[Dataset excerpts]
+ + + +

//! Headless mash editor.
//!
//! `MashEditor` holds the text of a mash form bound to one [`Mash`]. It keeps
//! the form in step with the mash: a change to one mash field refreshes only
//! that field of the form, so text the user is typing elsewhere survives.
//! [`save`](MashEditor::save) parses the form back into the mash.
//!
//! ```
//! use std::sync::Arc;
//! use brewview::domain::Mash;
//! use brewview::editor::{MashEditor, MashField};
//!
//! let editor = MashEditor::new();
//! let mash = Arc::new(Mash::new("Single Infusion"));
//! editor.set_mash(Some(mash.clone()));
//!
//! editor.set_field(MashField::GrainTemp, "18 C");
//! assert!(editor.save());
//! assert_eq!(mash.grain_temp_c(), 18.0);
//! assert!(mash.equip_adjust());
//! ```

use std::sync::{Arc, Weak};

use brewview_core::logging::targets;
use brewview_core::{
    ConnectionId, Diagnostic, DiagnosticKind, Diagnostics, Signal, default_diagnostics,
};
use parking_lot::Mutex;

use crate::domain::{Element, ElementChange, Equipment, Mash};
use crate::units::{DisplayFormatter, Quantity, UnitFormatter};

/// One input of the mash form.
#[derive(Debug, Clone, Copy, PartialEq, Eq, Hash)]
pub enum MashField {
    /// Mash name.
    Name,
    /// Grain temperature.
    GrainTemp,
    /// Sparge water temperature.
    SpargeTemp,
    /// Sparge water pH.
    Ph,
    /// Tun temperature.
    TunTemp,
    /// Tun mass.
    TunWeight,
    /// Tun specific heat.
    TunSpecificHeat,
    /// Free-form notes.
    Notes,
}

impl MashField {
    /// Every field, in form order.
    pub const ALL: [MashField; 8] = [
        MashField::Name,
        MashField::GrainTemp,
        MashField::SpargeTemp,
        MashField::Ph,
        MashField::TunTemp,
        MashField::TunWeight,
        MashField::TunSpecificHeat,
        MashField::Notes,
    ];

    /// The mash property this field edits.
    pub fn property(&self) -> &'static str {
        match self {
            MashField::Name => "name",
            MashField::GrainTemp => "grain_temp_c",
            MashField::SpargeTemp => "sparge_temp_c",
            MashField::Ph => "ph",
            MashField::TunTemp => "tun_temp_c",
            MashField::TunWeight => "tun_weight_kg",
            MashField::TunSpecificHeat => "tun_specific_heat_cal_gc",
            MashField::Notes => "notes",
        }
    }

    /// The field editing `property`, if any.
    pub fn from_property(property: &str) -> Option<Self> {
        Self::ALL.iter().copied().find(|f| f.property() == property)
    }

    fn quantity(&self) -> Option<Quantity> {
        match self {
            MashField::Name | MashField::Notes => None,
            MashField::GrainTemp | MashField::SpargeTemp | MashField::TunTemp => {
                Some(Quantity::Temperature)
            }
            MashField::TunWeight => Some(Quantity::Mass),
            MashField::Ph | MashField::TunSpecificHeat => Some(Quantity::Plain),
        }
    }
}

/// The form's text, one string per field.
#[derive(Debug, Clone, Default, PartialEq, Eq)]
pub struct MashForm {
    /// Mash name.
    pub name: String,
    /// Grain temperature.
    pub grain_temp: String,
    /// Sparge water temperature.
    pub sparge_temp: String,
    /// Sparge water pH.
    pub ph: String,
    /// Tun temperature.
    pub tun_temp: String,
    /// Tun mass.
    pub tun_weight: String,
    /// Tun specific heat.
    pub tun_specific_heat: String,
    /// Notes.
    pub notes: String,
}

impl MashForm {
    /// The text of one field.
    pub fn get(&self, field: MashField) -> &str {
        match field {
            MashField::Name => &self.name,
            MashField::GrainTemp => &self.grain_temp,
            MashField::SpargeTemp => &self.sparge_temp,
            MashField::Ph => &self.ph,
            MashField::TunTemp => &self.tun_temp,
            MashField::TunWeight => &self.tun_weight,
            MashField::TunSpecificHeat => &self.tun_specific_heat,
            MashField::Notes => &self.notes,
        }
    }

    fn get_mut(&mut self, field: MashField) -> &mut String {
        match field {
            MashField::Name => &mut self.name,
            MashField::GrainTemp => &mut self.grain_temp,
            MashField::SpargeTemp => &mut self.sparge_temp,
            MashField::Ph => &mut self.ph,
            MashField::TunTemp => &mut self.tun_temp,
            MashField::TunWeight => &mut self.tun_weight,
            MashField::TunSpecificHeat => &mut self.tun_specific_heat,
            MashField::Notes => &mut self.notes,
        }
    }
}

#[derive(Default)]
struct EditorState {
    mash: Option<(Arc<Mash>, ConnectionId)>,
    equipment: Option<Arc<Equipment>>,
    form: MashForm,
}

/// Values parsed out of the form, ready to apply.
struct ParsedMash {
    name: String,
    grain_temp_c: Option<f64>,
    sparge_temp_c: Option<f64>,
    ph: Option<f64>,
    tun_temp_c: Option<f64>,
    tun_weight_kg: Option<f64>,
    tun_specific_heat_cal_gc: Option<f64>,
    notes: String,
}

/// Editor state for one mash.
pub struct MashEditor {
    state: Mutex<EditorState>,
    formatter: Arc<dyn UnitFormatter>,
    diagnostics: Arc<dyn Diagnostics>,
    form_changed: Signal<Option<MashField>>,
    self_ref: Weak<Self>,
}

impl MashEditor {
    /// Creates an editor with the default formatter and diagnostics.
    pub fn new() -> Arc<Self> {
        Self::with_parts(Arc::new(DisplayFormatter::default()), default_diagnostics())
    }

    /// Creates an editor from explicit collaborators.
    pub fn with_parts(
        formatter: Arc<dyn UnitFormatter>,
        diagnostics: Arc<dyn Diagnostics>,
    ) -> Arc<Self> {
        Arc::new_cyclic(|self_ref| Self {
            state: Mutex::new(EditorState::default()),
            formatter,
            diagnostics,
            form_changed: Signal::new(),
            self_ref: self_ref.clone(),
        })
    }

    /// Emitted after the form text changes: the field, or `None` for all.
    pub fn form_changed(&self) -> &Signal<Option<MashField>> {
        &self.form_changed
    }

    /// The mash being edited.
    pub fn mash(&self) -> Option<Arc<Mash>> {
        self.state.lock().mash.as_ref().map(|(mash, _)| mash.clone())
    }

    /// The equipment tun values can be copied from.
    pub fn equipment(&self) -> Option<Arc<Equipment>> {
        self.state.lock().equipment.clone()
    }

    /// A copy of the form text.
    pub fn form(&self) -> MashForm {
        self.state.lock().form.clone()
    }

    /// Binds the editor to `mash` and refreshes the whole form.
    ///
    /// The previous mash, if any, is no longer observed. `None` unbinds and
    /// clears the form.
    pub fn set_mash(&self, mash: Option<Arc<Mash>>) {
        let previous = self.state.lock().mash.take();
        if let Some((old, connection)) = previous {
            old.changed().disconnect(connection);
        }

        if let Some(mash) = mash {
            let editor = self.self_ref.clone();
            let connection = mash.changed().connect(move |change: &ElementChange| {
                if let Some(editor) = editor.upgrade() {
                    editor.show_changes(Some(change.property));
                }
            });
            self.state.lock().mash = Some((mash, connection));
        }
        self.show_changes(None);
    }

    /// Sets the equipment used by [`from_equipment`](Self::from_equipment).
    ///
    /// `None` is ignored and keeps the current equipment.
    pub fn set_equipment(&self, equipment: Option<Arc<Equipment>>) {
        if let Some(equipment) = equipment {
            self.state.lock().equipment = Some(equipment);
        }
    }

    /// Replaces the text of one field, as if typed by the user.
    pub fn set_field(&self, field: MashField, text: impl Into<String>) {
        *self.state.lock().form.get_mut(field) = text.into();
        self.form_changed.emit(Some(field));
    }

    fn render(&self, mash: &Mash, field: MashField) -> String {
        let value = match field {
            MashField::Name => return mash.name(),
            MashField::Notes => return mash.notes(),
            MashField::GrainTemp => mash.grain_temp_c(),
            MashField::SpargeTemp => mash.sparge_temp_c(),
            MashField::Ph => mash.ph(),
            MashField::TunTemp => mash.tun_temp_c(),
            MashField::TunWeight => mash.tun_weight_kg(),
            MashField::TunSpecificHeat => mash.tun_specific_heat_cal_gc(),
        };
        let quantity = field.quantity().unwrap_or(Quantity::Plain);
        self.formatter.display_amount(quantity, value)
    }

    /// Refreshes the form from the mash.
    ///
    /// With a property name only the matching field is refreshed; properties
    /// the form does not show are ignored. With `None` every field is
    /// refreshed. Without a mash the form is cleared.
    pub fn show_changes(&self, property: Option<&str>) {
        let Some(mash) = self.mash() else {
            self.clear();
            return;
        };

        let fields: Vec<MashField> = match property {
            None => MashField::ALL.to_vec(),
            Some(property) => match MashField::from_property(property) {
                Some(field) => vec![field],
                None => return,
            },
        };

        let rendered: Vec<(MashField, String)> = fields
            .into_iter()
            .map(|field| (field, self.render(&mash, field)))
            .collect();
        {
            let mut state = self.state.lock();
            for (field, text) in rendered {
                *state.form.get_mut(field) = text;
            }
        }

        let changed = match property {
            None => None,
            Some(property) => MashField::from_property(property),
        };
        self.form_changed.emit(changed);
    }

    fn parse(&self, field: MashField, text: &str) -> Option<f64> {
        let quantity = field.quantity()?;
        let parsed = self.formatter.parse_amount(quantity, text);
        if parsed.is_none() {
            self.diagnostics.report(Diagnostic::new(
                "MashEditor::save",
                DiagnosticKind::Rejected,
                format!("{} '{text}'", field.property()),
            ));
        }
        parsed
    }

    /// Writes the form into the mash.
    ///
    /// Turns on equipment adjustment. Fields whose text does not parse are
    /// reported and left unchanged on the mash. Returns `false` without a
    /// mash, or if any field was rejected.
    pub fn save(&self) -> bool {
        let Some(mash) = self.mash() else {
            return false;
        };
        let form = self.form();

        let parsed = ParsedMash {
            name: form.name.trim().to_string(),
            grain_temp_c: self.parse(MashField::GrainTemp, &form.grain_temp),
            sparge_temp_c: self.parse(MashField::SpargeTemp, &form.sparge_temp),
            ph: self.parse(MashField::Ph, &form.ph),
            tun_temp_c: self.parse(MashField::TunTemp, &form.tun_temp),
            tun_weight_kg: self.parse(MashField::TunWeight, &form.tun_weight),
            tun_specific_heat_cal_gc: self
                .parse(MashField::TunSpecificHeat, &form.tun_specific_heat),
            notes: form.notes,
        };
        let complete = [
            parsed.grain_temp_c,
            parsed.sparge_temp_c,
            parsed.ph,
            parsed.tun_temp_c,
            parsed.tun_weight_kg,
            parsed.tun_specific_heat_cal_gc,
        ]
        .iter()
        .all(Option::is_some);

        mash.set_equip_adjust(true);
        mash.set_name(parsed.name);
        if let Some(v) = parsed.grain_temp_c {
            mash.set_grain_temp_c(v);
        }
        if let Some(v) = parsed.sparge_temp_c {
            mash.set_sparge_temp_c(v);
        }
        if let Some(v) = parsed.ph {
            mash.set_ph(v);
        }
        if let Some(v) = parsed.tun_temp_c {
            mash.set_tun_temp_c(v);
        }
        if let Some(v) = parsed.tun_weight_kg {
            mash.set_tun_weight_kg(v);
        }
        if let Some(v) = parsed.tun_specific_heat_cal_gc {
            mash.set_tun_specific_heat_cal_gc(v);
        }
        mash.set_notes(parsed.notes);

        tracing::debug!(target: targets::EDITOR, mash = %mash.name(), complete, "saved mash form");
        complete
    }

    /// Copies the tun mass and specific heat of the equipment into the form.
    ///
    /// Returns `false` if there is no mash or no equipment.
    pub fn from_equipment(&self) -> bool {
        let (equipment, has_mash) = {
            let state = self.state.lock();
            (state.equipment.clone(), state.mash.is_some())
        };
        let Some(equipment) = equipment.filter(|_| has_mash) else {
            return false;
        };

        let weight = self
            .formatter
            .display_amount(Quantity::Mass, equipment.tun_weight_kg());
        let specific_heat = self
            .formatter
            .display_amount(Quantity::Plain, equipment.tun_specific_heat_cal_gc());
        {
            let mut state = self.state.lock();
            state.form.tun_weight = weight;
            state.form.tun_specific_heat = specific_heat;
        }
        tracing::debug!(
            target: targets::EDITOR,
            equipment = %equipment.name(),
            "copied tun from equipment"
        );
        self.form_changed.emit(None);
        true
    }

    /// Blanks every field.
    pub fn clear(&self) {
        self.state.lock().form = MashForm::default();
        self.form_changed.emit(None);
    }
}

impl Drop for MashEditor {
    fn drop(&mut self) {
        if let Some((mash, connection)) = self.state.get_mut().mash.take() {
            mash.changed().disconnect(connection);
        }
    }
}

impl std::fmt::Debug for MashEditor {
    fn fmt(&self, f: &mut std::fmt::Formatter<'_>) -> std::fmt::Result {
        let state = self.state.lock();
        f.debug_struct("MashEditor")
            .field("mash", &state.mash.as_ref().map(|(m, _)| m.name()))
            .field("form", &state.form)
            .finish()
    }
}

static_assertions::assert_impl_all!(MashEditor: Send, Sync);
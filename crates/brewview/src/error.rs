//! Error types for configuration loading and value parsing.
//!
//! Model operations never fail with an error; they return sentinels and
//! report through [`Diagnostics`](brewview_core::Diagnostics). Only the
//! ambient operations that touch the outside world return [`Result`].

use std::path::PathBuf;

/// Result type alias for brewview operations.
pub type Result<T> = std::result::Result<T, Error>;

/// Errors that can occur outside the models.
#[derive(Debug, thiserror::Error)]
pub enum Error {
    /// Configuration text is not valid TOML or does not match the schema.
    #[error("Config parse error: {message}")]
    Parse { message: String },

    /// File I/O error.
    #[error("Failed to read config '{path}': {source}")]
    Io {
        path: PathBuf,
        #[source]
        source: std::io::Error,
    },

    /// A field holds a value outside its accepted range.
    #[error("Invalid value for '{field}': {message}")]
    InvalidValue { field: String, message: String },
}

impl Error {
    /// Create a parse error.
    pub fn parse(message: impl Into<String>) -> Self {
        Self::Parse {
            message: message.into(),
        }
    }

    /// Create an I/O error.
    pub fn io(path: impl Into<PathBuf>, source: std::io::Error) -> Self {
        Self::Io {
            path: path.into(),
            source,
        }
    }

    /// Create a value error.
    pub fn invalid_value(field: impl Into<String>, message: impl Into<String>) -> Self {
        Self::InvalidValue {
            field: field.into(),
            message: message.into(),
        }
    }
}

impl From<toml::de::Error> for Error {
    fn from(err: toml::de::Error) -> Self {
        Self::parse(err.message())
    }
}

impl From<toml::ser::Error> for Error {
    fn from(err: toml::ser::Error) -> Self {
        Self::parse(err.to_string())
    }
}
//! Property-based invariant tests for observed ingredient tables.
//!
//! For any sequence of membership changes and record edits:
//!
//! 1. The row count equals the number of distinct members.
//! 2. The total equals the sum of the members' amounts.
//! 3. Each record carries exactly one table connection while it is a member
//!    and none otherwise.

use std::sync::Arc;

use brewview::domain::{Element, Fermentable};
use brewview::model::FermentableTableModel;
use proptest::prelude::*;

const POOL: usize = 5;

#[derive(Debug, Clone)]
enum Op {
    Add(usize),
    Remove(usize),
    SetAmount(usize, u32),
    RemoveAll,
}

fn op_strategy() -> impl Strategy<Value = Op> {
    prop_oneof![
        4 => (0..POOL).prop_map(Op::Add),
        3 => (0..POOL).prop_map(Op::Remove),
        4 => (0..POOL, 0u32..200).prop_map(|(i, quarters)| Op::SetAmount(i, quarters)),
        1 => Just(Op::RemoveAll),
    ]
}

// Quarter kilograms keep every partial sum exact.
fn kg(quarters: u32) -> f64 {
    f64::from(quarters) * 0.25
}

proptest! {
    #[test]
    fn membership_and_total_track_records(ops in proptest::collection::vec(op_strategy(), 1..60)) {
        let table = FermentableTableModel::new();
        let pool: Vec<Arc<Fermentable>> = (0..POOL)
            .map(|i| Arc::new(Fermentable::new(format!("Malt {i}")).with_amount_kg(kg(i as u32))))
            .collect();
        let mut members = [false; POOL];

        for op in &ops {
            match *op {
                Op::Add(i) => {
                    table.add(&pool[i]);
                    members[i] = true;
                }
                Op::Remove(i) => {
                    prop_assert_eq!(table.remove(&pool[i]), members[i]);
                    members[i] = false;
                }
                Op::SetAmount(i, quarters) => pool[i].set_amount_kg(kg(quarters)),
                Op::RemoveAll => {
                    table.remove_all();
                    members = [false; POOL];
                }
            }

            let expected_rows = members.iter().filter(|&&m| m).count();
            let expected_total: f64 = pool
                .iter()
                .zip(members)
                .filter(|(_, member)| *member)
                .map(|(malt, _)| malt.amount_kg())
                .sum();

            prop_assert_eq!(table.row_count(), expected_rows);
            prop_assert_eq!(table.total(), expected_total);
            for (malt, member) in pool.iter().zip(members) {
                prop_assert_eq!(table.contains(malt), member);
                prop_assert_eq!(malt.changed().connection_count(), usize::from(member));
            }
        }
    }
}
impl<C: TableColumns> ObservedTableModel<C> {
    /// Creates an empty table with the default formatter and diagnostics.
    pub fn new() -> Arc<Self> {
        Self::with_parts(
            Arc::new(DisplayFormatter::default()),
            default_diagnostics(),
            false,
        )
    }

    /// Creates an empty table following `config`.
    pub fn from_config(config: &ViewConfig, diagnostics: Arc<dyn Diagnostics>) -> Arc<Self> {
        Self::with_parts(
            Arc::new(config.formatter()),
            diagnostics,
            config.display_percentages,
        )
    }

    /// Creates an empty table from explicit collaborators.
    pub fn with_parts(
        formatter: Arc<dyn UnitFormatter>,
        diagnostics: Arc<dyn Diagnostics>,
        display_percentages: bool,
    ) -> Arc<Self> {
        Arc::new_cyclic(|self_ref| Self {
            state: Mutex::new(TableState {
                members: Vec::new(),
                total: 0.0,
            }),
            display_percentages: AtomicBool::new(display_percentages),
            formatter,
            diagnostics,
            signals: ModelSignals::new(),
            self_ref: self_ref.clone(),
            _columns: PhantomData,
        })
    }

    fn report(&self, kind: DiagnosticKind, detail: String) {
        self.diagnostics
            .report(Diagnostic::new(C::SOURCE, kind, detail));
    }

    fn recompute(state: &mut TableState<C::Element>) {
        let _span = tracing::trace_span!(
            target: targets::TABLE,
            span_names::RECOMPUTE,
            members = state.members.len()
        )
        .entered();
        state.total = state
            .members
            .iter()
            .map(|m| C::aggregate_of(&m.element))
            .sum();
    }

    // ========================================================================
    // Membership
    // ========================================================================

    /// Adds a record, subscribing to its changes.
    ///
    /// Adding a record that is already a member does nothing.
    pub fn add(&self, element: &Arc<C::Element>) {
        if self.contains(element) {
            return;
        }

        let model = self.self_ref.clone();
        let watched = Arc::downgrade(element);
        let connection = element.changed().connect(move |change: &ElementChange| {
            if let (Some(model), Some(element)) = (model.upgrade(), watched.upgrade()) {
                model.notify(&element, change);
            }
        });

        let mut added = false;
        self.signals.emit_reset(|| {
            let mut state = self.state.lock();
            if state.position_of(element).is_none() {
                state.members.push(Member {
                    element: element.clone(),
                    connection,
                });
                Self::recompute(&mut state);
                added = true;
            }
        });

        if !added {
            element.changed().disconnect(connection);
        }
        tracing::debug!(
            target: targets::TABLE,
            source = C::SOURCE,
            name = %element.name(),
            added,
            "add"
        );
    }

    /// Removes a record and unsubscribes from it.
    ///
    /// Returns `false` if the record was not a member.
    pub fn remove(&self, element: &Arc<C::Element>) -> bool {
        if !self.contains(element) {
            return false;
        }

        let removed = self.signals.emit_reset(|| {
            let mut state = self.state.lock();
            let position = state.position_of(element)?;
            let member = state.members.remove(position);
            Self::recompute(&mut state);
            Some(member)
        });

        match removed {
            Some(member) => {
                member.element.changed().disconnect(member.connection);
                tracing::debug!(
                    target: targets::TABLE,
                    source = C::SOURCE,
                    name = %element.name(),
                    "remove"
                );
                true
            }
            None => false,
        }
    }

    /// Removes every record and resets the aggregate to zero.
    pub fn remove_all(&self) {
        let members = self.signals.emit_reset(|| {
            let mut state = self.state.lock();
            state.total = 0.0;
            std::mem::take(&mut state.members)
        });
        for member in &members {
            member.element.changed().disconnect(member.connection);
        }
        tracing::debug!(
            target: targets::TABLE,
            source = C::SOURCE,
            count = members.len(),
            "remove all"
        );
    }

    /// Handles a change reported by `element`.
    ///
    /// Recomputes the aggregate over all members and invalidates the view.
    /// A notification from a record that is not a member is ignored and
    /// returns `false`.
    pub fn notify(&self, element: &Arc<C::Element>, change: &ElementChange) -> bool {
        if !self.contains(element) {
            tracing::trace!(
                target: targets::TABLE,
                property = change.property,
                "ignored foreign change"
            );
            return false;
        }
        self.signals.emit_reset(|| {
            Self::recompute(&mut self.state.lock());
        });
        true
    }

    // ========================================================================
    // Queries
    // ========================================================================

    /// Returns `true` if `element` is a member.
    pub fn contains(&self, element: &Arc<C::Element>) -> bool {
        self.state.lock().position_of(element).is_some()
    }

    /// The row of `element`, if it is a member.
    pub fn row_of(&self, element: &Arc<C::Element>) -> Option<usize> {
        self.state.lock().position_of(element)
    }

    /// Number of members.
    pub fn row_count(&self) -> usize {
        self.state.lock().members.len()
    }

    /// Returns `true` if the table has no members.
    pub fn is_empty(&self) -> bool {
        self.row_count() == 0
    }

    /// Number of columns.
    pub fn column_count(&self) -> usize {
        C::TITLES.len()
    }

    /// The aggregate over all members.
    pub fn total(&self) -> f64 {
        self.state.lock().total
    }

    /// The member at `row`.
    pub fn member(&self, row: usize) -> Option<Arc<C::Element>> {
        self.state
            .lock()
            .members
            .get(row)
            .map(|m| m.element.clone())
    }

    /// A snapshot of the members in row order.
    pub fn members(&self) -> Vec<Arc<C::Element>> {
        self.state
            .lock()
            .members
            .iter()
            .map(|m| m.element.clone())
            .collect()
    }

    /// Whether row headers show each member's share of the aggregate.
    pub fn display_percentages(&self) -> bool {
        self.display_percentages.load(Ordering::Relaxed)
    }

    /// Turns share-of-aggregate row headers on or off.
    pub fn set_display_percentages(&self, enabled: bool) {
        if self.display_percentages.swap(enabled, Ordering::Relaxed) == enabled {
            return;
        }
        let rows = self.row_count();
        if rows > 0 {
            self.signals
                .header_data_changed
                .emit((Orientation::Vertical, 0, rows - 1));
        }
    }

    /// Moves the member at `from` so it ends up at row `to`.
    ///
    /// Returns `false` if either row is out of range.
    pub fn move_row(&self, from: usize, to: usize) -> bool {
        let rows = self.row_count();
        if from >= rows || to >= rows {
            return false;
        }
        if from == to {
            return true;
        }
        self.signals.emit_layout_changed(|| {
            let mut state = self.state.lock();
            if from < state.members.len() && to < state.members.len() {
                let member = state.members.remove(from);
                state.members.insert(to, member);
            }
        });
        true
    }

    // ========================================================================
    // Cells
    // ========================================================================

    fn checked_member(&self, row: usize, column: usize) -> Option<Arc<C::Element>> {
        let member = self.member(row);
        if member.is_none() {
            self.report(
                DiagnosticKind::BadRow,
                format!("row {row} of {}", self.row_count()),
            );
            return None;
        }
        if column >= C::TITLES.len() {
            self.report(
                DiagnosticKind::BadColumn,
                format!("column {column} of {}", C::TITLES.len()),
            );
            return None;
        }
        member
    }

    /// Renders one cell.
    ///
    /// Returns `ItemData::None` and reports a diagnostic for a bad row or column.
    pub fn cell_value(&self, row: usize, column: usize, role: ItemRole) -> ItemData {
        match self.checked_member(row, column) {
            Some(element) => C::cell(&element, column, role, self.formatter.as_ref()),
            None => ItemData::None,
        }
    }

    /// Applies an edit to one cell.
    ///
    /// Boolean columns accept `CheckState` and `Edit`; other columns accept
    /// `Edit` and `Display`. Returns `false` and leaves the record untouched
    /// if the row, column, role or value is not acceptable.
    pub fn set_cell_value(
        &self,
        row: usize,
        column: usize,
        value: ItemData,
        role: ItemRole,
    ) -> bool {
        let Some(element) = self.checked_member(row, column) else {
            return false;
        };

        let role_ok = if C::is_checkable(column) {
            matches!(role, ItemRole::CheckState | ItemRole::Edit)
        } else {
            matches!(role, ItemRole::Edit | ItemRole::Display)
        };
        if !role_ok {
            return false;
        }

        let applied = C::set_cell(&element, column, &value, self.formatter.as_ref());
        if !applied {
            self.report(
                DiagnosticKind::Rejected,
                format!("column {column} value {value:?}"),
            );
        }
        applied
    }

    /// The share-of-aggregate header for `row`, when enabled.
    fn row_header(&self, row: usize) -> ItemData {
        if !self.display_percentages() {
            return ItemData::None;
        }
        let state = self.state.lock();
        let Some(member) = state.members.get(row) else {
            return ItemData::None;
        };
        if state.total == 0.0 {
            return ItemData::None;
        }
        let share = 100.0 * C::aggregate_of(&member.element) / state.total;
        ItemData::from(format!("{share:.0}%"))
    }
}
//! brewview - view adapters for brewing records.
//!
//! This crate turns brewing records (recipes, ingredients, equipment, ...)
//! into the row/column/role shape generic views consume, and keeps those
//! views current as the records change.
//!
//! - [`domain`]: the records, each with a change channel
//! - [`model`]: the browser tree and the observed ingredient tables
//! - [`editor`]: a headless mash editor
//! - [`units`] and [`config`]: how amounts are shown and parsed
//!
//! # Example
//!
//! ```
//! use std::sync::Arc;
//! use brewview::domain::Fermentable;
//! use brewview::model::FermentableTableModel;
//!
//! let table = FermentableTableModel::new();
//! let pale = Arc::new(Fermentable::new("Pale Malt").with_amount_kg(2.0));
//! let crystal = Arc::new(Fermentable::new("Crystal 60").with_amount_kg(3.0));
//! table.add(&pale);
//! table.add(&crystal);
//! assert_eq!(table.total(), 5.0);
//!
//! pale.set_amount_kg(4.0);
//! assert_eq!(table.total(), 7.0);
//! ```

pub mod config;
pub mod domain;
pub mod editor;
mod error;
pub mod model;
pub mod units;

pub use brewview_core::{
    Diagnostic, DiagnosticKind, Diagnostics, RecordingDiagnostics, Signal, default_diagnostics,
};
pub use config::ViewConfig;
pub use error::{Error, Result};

+ + + +

[Required work] Only lines with the word "take" are wanted; pull each of them from the records.

[Task response]
        let previous = self.state.lock().mash.take();
        if let Some((mash, connection)) = self.state.get_mut().mash.take() {
            std::mem::take(&mut state.members)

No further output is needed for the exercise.